C. Cooper: Much of the work that's presented in this book was done around 2016 or up until 2016 when the conference happened. Have you seen a shift in the field or in practice since then and if so how?

K. Hays-Gilpin: Well, I definitely have in terms of what our master’s students are interested in; they're coming right in talking about “I want to work with communities,” and maybe it's their own community or maybe it's tribal communities in the region or “I want to know more about the daily lives of people who lived here that were here in our area in the late 1800s,” for example. What was the effect of colonialism and in some cases even Spanish missionization? You have the formation of new ethnic identities and new kinds of communities and some of that history did not get written down, so archaeology is part of that. So, we have more archaeologists I think wanting to do ethnohistory. We certainly have an interest in public archaeology with education; I get a lot of people who want to do museum education in the area of archaeology. And then the job market is really good right now in heritage management and so they're looking for “what's my career going to be?” It's not just “I want to be a professor,” and it's so refreshing to see people recognizing there are so many more careers than that, most of which you can do with a master's degree or even a bachelor's. Sarah, if you want to add about how the practice of CRM is changing?

S. Herr: I mean one thing that we're seeing changing, I think, is the way that we work together with tribes and so I think a piece that we're seeing right now is that everybody's more open to conversations and hearing how to be inclusive in a project.

K. Hays-Gilpin: So, it seems like you can build more activities into some of these large projects than we used to be able to do. Now you can build in cultural competency trainings where tribal members instruct your field techs who may be coming from anywhere and they're coming into this new cultural environment and they don't know what's respectful and what isn't. And they're curious and so let's answer questions, let's have a discussion, and let's lay a foundation for working together. And then on the other end, or really at any point, some communities might ask Sarah’s company “you know, could you do a workshop for our high school students?”

C. Cooper: What do you hope people will take away from reading the book or listening to our conversation?

S. Herr: I think one thing we want the people listening to take away from the conversation is to realize that the paths into archaeology now are a lot more diverse. You know Kelley’s speaking as a professor and sees the future of our profession. But I think we want people to see that regardless of their background, there's a place in archaeology for them. There’s a lot of ways to be involved in the heritage management and the cultural resource management and to help tell the stories of the people and landscapes of the Southwest. We want people to see that there's jobs there. And so there might be a traditional path that you go through grad school, you need to get your MA often, BA sometimes, but it's not it's not just a course to a professorship. We value the very good professors who can teach this, but there's far more jobs than that.

C. Cooper: Thank you both so much.

S. Herr: Thank you for inviting us.

K. Hays-Gilpin: You’re very welcome, our pleasure.
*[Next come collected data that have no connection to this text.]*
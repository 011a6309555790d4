//! Cover image candidates
//!
//! Cover art moved between several URL layouts over the years. Each
//! generation is an entry of [`COVER_IMAGE_ERAS`]; the entry in effect for a
//! date provides the template and the per-region file suffixes to try.
//! Produced URLs are candidates only: some regions were never published and
//! callers are expected to hide images that fail to load.

use chrono::NaiveDate;
use serde::Serialize;

use crate::era::compact_date;
use crate::template::fill;

/// Printed-edition contents page (`{0}` = ISO date).
pub const CONTENT_PAGE_URL: &str = "https://www.economist.com/printedition/{0}";

/// One generation of cover image layout
#[derive(Debug, Clone, Copy)]
pub struct CoverImageEra {
    /// First day (year, month, day) the layout applies to
    pub effective: (i32, u32, u32),
    /// `{0}` compact date, `{1}` region suffix
    pub template: &'static str,
    pub suffixes: &'static [&'static str],
}

impl CoverImageEra {
    pub fn effective_date(&self) -> Option<NaiveDate> {
        let (year, month, day) = self.effective;
        NaiveDate::from_ymd_opt(year, month, day)
    }
}

/// Cover image layouts, ascending by effective date.
pub const COVER_IMAGE_ERAS: &[CoverImageEra] = &[
    CoverImageEra {
        effective: (2000, 1, 1),
        template: "https://www.economist.com/img/b/400/526/90/sites/default/files/{0}issuecov{1}.jpg",
        suffixes: &["US400", "UK400"],
    },
    CoverImageEra {
        effective: (2010, 9, 5),
        template: "https://www.economist.com/img/b/400/526/90/sites/default/files/{0}_{1}.jpg",
        suffixes: &["cna400", "cuk400", "cuk400hires", "cna400hires", "CNA400"],
    },
    CoverImageEra {
        effective: (2012, 9, 16),
        template: "https://www.economist.com/img/b/400/526/90/sites/default/files/print-covers/{0}_{1}.jpg",
        suffixes: &[
            "cna1280",
            "cuk1280",
            "de_us",
            "de_uk",
            "cna400",
            "cuk400",
            "cna400hires",
            "cna1248",
            "cna1280_0",
        ],
    },
    CoverImageEra {
        effective: (2022, 5, 15),
        template: "https://www.economist.com/img/b/400/526/90/media-assets/image/{0}_{1}.jpg",
        suffixes: &["DE_US", "DE_EU"],
    },
];

/// Cover image candidates and the contents page for one edition
#[derive(Debug, Clone, PartialEq, Eq, Serialize)]
pub struct CoverImages {
    pub images: Vec<String>,
    pub content_url: String,
}

/// The cover layout in effect on `date`: the last entry whose effective date is on or before it.
pub fn cover_era_for(date: NaiveDate) -> Option<&'static CoverImageEra> {
    COVER_IMAGE_ERAS
        .iter()
        .take_while(|era| era.effective_date().is_some_and(|effective| effective <= date))
        .last()
}

/// Cover image URLs, one per region suffix, plus the contents page link.
///
/// Dates before the first known layout get no images.
pub fn images_for(date: NaiveDate) -> CoverImages {
    let compact = compact_date(date);
    let images = cover_era_for(date)
        .map(|era| {
            era.suffixes
                .iter()
                .map(|&suffix| fill(era.template, &[compact.as_str(), suffix]))
                .collect()
        })
        .unwrap_or_default();

    CoverImages {
        images,
        content_url: fill(
            CONTENT_PAGE_URL,
            &[date.format("%Y-%m-%d").to_string().as_str()],
        ),
    }
}
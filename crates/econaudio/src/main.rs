#![allow(unused)]

use crate::prelude::*;
use clap::Parser;

mod edition;
mod error;
mod logging;
mod lookup;
mod prelude;

#[derive(Debug, clap::Parser)]
#[command(
    author,
    version,
    about,
    long_about = "Resolve weekly edition dates, issue numbers and audio archive URLs"
)]
pub struct App {
    #[command(subcommand)]
    pub command: SubCommands,

    #[clap(flatten)]
    global: Global,
}

#[derive(Debug, Clone, clap::Args)]
pub struct Global {
    /// Year-scoped edition index URL ({0} is replaced with the year)
    #[clap(
        long,
        env = "ECONAUDIO_INDEX_URL",
        global = true,
        default_value = econaudio_core::lookup::DEFAULT_INDEX_URL
    )]
    index_url: String,

    /// HTTP timeout in seconds
    #[clap(long, env = "ECONAUDIO_TIMEOUT", global = true, default_value = "15")]
    timeout: u64,

    /// Whether to display additional information.
    #[clap(long, env = "ECONAUDIO_VERBOSE", global = true, default_value = "false")]
    verbose: bool,
}

#[derive(Debug, clap::Parser)]
pub enum SubCommands {
    /// Resolve the weekly edition covering a date
    Get(crate::edition::get::GetOptions),

    /// List every edition published in a year
    List(crate::edition::list::ListOptions),

    /// Show the most recent editions from the remote index
    Recent(crate::edition::recent::RecentOptions),
}

#[tokio::main]
async fn main() -> Result<()> {
    color_eyre::install()?;

    let app = App::parse();
    crate::logging::init(app.global.verbose);

    match app.command {
        SubCommands::Get(options) => crate::edition::get::run(options, app.global).await,
        SubCommands::List(options) => crate::edition::list::run(options, app.global).await,
        SubCommands::Recent(options) => crate::edition::recent::run(options, app.global).await,
    }
    .map_err(|err: color_eyre::eyre::Report| eyre!(err))
}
Catherine Cooper speaks with Sarah Herr and Kelley Hays-Gilpin about different ways archaeologists are practicing engaged archaeology in the American Southwest.

120. Archaeological Exploration of Material Production

Transcript

C. Cooper: My name is Catherine Cooper I am here with—

C. Fennell: Hi, this is Chris Fennell and I'm a Professor of Anthropology and Law at the University of Illinois in Urbana-Champaign.

C. Cooper: So you recently had a book come out called The Archeology of Craft and Industry.

C. Fennell: I'm an academic archaeologist so when I start a project I usually plan for a multi-year project and it’s research and education interwoven. We'll have field schools, we train grad students and undergrads on how to do archeology, and then we go back year after year and do the research. And I really concentrated on African-American archeology and seeing the way in which African-American culture and practices interacted with Europeans in the colonial period and later period. And having done a lot of that, I asked a couple of key scholars, John Vlach and Robert Farris Thompson, whom I collaborated with on earlier projects, and I asked them at one point, and this is going back over a decade ago, “If you could unleash an archaeologist on an interesting site where archeology hasn't been done where would it be?” And they both said, independently, “there's something very interesting going on in the Edgefield potteries in South Carolina.”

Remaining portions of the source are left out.